### Exercise directions
Could you copy every line from the material below in which "Ordering" appears?

### Information supplied

-*-*-

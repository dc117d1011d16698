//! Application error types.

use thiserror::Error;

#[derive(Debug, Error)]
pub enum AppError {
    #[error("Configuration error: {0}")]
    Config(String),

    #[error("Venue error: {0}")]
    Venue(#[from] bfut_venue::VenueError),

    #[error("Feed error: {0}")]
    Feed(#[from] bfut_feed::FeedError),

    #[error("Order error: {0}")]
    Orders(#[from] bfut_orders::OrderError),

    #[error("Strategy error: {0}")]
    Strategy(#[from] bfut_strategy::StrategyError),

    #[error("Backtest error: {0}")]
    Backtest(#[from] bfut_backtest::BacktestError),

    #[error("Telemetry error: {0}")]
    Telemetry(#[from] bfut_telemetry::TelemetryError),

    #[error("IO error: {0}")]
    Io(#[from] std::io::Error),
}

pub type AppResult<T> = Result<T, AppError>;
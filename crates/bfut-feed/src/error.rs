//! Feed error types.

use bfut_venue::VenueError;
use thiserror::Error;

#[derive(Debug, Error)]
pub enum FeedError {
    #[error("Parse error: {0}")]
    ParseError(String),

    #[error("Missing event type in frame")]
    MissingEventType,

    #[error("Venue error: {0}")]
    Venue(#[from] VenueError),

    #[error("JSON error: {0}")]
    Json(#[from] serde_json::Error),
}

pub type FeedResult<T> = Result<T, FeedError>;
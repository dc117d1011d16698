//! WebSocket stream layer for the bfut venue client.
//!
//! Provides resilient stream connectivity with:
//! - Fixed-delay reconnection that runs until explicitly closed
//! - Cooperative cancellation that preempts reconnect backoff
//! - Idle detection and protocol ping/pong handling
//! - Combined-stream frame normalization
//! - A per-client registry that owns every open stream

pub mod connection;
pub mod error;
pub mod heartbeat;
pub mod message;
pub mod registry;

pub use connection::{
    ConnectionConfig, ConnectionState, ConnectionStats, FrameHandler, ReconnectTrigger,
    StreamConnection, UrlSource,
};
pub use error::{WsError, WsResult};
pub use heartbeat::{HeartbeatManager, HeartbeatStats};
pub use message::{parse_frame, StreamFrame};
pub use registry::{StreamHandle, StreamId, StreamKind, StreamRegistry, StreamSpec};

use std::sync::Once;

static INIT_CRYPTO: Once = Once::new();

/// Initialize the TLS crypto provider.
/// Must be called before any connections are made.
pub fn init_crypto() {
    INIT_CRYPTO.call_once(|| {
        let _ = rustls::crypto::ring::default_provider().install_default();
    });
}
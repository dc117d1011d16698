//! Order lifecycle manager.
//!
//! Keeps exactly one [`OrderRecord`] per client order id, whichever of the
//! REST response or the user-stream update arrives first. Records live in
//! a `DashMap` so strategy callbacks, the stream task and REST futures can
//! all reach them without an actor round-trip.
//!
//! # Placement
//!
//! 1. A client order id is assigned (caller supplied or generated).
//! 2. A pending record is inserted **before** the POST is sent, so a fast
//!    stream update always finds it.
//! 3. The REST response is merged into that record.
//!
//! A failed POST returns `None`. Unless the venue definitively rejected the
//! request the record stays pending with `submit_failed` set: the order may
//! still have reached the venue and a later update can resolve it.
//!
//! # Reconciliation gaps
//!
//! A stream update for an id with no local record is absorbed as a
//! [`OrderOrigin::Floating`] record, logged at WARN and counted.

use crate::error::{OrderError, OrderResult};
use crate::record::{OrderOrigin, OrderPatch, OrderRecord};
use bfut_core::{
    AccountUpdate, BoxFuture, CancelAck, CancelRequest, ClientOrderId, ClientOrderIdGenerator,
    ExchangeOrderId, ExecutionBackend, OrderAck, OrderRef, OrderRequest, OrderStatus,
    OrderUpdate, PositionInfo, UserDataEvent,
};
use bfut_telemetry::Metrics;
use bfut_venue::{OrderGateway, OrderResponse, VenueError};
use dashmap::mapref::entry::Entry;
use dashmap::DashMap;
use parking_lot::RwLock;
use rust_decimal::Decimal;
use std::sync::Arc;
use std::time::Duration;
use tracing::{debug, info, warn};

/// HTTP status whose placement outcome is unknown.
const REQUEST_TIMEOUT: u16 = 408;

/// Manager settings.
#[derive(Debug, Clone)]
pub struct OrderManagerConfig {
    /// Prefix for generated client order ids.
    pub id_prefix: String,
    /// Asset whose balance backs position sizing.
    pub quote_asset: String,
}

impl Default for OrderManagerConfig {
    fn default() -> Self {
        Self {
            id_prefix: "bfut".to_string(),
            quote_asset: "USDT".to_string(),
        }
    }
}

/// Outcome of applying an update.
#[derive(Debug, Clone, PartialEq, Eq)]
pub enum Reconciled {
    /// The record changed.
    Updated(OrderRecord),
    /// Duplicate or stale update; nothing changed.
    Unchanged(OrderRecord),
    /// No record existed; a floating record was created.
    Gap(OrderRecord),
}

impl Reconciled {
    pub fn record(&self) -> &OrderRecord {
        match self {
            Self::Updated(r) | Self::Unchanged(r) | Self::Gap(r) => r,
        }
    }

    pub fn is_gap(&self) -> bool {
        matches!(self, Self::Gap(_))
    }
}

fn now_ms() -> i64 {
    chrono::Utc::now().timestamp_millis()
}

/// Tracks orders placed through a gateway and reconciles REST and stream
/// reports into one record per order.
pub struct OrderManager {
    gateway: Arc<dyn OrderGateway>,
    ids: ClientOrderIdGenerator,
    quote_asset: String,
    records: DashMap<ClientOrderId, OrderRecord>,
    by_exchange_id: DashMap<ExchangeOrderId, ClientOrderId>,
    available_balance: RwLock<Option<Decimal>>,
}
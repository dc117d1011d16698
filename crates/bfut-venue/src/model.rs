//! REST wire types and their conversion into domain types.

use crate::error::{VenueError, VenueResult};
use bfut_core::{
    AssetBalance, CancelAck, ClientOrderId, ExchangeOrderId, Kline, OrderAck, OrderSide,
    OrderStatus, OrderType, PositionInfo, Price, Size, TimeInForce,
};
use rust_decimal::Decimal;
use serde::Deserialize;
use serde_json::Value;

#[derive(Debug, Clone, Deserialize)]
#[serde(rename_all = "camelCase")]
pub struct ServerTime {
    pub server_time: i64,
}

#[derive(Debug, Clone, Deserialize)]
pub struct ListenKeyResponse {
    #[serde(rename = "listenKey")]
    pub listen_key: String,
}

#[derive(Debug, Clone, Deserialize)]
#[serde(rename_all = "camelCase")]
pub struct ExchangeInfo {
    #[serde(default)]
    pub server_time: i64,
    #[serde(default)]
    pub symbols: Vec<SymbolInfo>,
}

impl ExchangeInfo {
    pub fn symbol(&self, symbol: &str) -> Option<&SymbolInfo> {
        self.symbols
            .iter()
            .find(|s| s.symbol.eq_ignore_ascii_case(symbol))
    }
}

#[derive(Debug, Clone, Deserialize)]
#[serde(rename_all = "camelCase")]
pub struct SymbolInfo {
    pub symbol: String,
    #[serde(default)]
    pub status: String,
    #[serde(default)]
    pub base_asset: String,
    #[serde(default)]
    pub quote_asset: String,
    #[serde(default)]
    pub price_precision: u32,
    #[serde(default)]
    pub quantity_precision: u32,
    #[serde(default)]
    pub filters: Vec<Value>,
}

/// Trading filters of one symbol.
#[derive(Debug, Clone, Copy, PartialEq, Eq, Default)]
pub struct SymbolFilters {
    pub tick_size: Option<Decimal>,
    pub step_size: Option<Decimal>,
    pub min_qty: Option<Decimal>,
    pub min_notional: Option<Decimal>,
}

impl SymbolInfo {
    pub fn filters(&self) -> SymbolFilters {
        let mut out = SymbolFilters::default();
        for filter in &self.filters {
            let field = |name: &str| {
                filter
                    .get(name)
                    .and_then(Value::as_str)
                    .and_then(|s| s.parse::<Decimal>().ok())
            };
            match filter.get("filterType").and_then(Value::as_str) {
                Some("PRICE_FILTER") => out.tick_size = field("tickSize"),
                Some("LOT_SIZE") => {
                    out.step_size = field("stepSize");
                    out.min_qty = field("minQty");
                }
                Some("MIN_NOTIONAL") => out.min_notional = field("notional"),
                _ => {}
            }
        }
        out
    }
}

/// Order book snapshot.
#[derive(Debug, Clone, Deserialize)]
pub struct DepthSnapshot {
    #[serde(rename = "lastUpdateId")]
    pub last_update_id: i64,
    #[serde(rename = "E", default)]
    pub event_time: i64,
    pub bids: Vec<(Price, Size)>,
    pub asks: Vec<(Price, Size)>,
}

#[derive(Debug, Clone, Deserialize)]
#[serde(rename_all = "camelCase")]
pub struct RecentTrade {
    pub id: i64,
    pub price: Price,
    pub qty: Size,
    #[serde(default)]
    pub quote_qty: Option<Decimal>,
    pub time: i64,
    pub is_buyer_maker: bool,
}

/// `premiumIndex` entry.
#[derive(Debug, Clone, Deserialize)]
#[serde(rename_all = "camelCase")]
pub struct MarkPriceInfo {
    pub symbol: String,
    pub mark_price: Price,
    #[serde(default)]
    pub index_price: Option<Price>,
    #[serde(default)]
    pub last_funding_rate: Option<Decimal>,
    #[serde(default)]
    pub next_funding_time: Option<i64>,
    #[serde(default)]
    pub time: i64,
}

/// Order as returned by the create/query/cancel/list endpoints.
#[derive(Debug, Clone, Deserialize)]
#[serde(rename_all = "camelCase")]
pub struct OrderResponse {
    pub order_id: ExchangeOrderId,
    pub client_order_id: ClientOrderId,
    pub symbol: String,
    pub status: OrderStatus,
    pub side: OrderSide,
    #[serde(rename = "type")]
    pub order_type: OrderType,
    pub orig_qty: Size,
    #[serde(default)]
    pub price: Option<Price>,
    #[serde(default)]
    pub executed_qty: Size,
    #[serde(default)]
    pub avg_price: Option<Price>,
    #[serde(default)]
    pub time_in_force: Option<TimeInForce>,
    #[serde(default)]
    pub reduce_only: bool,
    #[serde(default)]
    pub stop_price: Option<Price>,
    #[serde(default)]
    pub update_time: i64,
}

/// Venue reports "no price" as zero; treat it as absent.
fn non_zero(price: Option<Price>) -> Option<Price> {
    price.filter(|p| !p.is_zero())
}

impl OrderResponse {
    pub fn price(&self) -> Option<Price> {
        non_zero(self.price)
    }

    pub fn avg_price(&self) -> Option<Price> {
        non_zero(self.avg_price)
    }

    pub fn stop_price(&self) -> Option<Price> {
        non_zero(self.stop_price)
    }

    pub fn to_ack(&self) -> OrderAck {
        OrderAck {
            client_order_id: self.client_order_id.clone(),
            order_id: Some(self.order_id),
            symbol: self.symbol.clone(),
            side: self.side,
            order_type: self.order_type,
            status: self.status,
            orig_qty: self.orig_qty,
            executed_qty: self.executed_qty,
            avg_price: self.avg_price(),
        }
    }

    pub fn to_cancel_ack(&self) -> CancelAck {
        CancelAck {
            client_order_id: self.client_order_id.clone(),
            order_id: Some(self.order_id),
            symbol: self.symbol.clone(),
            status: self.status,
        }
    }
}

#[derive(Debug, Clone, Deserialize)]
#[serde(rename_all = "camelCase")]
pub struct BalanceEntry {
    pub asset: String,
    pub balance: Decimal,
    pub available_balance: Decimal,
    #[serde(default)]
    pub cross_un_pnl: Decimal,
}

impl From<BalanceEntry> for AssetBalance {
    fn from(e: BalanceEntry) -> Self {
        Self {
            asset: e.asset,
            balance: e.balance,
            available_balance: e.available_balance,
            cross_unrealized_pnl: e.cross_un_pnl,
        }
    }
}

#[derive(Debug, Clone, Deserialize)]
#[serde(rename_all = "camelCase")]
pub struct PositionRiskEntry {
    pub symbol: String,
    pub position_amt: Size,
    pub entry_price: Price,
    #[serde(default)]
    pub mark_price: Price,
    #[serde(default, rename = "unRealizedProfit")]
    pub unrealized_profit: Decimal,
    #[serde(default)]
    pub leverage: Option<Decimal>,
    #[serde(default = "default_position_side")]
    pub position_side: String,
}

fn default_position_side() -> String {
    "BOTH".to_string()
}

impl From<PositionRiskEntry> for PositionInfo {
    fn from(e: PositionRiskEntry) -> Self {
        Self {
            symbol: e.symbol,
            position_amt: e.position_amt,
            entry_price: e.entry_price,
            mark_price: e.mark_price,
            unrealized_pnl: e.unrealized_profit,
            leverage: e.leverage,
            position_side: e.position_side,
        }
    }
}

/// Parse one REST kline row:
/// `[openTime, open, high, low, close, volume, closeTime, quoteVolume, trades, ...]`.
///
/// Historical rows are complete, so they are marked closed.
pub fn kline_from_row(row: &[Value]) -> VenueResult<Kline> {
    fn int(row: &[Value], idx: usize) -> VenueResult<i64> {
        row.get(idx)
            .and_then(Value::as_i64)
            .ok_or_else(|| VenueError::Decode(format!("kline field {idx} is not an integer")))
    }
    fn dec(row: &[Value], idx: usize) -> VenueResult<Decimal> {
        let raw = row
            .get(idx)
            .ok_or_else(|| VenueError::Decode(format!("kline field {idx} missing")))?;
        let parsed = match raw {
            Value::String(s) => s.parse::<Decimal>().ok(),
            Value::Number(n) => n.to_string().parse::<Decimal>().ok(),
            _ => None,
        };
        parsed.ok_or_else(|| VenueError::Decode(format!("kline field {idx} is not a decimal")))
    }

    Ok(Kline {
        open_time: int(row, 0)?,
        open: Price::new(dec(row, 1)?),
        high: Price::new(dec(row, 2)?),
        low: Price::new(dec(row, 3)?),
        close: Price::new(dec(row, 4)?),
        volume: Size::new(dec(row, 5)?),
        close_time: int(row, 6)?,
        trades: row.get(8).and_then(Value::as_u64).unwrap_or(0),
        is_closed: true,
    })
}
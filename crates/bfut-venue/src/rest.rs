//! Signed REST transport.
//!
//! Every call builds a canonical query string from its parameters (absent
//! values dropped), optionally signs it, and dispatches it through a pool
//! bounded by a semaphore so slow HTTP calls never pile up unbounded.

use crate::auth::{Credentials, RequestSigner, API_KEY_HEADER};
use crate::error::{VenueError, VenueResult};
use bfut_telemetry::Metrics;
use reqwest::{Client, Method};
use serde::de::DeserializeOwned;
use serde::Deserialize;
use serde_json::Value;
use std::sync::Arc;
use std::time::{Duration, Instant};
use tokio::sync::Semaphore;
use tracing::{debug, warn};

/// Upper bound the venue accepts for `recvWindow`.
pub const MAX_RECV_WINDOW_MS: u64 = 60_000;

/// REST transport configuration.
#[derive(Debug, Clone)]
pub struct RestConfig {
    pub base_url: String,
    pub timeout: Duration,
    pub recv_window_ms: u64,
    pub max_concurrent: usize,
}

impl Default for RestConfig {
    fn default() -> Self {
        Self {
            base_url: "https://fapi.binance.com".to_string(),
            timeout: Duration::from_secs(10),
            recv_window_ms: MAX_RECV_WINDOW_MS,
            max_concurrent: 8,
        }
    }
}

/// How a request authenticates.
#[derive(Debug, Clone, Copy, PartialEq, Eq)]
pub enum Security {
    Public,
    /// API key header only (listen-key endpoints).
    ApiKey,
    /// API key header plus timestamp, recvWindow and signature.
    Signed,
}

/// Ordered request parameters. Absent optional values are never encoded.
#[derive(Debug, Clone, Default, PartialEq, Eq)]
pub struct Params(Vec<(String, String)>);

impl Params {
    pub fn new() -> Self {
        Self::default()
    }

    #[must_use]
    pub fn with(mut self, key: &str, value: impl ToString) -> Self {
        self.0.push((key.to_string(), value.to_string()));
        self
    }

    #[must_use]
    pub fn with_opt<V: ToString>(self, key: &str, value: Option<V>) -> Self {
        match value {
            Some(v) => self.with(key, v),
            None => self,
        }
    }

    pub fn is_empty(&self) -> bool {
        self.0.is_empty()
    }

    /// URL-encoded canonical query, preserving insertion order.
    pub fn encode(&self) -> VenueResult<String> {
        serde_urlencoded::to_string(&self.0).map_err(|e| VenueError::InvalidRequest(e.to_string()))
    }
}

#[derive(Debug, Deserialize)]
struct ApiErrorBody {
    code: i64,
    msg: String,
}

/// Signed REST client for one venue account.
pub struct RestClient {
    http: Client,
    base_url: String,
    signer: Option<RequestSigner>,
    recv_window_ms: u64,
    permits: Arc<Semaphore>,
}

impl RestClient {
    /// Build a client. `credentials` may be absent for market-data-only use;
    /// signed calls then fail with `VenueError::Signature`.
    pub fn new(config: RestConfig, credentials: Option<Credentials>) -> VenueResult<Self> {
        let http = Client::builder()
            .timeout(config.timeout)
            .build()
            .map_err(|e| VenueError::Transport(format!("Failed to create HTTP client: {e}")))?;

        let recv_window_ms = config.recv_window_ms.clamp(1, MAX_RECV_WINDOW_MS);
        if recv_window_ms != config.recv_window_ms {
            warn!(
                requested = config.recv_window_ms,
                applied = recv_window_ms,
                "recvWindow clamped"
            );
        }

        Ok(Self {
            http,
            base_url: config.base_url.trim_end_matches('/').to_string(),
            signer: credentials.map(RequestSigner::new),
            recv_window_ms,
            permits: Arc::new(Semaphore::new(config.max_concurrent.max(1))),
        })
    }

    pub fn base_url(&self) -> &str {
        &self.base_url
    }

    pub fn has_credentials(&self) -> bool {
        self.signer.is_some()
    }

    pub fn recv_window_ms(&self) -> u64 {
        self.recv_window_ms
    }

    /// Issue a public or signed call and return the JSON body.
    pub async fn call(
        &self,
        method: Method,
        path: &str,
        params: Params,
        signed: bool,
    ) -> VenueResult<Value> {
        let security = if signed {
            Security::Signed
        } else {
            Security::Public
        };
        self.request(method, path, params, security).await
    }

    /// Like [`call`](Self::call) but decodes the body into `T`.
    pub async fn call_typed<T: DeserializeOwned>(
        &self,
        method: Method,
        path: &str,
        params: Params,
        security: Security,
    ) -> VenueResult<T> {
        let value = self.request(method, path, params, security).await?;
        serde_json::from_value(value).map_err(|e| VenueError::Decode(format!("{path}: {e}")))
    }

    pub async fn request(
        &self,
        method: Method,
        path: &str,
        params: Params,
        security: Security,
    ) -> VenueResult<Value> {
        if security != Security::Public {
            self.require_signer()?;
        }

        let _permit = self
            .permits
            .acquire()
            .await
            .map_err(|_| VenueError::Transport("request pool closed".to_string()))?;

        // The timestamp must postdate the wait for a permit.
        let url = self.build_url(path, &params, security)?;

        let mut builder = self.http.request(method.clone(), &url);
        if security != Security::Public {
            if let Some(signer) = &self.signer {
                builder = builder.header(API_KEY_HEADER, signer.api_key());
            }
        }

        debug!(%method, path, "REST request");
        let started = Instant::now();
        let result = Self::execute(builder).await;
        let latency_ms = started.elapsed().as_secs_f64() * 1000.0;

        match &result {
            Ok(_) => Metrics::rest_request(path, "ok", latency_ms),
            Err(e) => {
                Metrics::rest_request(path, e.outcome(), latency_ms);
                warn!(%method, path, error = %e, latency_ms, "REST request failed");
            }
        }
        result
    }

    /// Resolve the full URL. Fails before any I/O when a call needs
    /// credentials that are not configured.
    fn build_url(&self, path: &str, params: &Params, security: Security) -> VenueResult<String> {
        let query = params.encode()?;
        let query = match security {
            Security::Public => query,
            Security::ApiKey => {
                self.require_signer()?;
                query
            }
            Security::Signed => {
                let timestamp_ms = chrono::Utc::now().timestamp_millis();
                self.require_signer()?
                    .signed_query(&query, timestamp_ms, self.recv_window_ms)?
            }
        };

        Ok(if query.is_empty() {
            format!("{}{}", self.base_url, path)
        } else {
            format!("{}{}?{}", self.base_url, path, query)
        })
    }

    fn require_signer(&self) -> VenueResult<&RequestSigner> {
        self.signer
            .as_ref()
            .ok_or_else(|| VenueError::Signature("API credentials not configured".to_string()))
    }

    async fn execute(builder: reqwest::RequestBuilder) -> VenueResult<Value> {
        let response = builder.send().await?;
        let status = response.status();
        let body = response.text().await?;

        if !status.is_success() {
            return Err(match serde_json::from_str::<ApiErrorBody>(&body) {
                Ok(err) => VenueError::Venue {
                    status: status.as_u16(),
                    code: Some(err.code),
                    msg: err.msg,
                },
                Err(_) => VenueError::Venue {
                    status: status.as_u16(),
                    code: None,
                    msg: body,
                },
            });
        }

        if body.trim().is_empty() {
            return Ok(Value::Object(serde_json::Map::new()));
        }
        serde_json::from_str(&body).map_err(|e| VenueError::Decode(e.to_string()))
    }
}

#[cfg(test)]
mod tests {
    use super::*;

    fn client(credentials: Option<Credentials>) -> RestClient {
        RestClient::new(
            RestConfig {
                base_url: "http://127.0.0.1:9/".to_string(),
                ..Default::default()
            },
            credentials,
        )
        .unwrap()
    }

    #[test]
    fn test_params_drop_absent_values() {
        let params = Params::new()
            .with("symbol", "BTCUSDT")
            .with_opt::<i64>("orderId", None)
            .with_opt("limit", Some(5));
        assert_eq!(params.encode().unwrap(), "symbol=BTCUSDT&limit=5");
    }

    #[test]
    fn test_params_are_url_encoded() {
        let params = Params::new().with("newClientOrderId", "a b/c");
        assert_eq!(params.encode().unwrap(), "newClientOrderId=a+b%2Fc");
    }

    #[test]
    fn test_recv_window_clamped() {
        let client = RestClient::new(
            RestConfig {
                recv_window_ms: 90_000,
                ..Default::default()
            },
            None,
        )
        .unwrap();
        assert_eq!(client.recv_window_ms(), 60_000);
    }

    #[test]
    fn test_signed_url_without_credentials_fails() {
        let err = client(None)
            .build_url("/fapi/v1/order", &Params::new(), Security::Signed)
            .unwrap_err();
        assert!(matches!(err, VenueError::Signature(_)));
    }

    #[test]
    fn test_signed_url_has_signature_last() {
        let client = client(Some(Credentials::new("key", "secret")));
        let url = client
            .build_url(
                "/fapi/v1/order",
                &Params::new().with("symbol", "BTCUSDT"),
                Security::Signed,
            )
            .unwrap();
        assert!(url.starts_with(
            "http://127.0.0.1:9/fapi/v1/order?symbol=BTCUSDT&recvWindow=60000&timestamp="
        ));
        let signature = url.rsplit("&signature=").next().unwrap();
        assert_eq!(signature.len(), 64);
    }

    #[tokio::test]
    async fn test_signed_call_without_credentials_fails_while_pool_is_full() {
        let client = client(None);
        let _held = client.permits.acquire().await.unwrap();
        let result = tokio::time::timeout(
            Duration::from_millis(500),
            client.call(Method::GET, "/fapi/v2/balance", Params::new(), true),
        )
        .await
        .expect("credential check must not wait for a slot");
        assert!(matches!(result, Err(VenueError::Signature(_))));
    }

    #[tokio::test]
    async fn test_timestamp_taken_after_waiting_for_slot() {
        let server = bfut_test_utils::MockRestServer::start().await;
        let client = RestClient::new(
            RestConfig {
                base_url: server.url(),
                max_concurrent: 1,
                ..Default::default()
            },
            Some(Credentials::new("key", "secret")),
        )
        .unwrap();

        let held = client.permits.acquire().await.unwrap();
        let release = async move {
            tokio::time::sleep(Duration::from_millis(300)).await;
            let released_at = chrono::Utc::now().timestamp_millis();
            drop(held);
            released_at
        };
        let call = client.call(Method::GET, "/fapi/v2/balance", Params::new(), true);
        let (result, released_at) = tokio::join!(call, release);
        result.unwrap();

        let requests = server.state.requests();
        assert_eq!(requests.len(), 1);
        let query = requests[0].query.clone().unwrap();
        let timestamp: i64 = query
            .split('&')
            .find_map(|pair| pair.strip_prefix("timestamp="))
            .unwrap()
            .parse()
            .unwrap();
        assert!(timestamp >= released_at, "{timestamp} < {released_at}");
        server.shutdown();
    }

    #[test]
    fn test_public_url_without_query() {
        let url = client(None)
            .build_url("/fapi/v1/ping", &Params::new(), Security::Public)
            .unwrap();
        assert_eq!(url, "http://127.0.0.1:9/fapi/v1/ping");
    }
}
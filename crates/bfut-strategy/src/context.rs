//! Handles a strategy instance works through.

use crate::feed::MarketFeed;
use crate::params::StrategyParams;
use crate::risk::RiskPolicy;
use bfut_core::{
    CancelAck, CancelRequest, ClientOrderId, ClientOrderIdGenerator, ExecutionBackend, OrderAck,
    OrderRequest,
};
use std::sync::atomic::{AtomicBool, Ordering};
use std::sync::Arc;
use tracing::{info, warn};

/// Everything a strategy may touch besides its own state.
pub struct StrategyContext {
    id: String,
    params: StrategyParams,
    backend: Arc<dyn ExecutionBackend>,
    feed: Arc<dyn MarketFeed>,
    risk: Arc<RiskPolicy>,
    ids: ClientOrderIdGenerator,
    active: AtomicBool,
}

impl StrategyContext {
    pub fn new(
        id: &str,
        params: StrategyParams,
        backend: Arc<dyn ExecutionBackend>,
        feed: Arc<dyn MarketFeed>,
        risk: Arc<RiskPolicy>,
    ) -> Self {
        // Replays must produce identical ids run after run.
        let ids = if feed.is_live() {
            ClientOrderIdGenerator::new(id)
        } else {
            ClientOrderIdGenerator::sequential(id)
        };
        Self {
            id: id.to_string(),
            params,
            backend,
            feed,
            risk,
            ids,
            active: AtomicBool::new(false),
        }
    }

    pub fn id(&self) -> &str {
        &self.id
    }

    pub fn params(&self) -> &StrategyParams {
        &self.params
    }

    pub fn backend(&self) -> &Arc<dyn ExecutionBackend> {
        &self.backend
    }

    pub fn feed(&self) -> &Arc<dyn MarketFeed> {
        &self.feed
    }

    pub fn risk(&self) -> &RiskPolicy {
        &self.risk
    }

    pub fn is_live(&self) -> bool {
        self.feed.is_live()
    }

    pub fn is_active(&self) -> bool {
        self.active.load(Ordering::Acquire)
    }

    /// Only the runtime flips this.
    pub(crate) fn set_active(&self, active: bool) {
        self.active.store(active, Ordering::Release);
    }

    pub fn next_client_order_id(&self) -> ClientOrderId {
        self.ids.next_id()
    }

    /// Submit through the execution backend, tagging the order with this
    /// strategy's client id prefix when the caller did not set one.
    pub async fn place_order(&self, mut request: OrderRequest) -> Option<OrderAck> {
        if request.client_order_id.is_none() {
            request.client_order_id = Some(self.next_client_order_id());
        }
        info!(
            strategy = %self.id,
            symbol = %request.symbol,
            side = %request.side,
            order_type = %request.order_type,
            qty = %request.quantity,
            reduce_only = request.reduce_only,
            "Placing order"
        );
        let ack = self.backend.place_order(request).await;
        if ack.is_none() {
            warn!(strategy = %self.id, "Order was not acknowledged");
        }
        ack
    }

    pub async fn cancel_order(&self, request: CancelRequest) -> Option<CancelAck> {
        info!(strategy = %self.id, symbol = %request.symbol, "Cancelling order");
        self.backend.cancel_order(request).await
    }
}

-*-*-

### Expected answer
use std::sync::atomic::{AtomicBool, Ordering};
        self.active.load(Ordering::Acquire)
        self.active.store(active, Ordering::Release);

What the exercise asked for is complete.